*** RECORDED DATA ***

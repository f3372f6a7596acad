//! Site Generator
//!
//! Main entry point for rendering the portfolio page. Orchestrates head,
//! header/hero, the four anchored sections, and the footer into a single
//! HTML document.
//!
//! Public API (consumed by generate_site.rs and the test suite):
//! - SiteGenerator::new() -> Self
//! - SiteGenerator::generate(content) -> String

use chrono::{Datelike, Utc};

use crate::content::SiteContent;
use crate::meta;
use crate::site::sections::{about, contact, hero, projects, stack};
use crate::site::view::escape_html;

/// Page renderer. The only ambient input, the footer year, is captured at
/// construction, so `generate` is a pure function of generator + content.
pub struct SiteGenerator {
    copyright_year: i32,
}

impl SiteGenerator {
    /// Create a site generator stamped with the current year.
    pub fn new() -> Self {
        Self::with_year(Utc::now().year())
    }

    /// Create a site generator with a fixed copyright year.
    pub fn with_year(copyright_year: i32) -> Self {
        Self { copyright_year }
    }

    /// Render the complete page for the given content.
    ///
    /// Deterministic: identical content renders to identical bytes. There
    /// is no failure path; schema problems are caught by
    /// `content::validate` before rendering.
    pub fn generate(&self, content: &SiteContent) -> String {
        let mut html = String::with_capacity(64 * 1024);

        html.push_str("<!DOCTYPE html>\n<html lang=\"en\">\n");
        html.push_str(&meta::generate_head(content));
        html.push_str("<body>\n");
        html.push_str(&hero::generate(&content.hero, &content.highlights));
        html.push_str("<main>\n");
        html.push_str(&about::generate(&content.about));
        html.push_str(&stack::generate(&content.tech_stack));
        html.push_str(&projects::generate(&content.projects));
        html.push_str(&contact::generate(&content.contact));
        html.push_str("</main>\n");
        html.push_str(&generate_footer(content, self.copyright_year));
        html.push_str("</body>\n</html>\n");
        html
    }
}

impl Default for SiteGenerator {
    fn default() -> Self {
        Self::new()
    }
}

/// Footer: copyright line only. Contact links live in the contact section,
/// which keeps each contact method at exactly one link on the page.
fn generate_footer(content: &SiteContent, year: i32) -> String {
    format!(
        "<footer class=\"site-footer\">\n<p><span class=\"accent\">&gt;</span> \
         &copy; {} {}. Built with an automation mindset.</p>\n</footer>\n",
        year,
        escape_html(content.hero.owner_name())
    )
}

#[cfg(test)]
mod tests {
    use super::*;

    #[test]
    fn sections_render_in_fixed_order() {
        let content = SiteContent::canonical();
        let html = SiteGenerator::new().generate(&content);

        let positions: Vec<usize> = ["id=\"about\"", "id=\"stack\"", "id=\"projects\"", "id=\"contact\""]
            .iter()
            .map(|needle| html.find(needle).expect("section missing"))
            .collect();
        let mut sorted = positions.clone();
        sorted.sort_unstable();
        assert_eq!(positions, sorted);

        let header = html.find("<header").unwrap();
        let footer = html.find("<footer").unwrap();
        assert!(header < positions[0]);
        assert!(footer > positions[3]);
    }

    #[test]
    fn rendering_is_deterministic() {
        let content = SiteContent::canonical();
        let generator = SiteGenerator::new();
        assert_eq!(generator.generate(&content), generator.generate(&content));
    }

    #[test]
    fn separately_built_generators_agree_for_a_fixed_year() {
        let content = SiteContent::canonical();
        let first = SiteGenerator::with_year(2026).generate(&content);
        let second = SiteGenerator::with_year(2026).generate(&content);
        assert_eq!(first, second);
        assert!(first.contains("&copy; 2026 Adrian Cancio"));
    }

    #[test]
    fn footer_names_the_owner_without_links() {
        let content = SiteContent::canonical();
        let footer = generate_footer(&content, 2026);
        assert!(footer.contains("&copy; 2026 Adrian Cancio"));
        assert!(!footer.contains("<a "));
    }
}
//! Portfolio Site Generator
//!
//! Renders a single-page portfolio from static content records.
//!
//! - `content`: the typed content model, canonical data, and validation
//! - `site`: view helpers, page sections, and the document generator
//! - `meta`: title/description/Open Graph tags and the schema.org payload
//!
//! Content flows one way: `SiteContent` → section generators → final
//! markup. Rendering is synchronous, deterministic, and infallible; all
//! schema checking happens up front in `content::validate`.

pub mod content;
pub mod meta;
pub mod site;

// Re-export commonly used types
pub use content::{validate, ContentError, ProjectTheme, SiteContent};
pub use site::SiteGenerator;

*** End of RECORDED DATA ***

• REQUIRED WORK:
The lines to write out run from the one with "the document generator" through the end of the records. Give them exactly, and only them.

• ANSWER AREA:
//! - `site`: view helpers, page sections, and the document generator
//! - `meta`: title/description/Open Graph tags and the schema.org payload
//!
//! Content flows one way: `SiteContent` → section generators → final
//! markup. Rendering is synchronous, deterministic, and infallible; all
//! schema checking happens up front in `content::validate`.

pub mod content;
pub mod meta;
pub mod site;

// Re-export commonly used types
pub use content::{validate, ContentError, ProjectTheme, SiteContent};
pub use site::SiteGenerator;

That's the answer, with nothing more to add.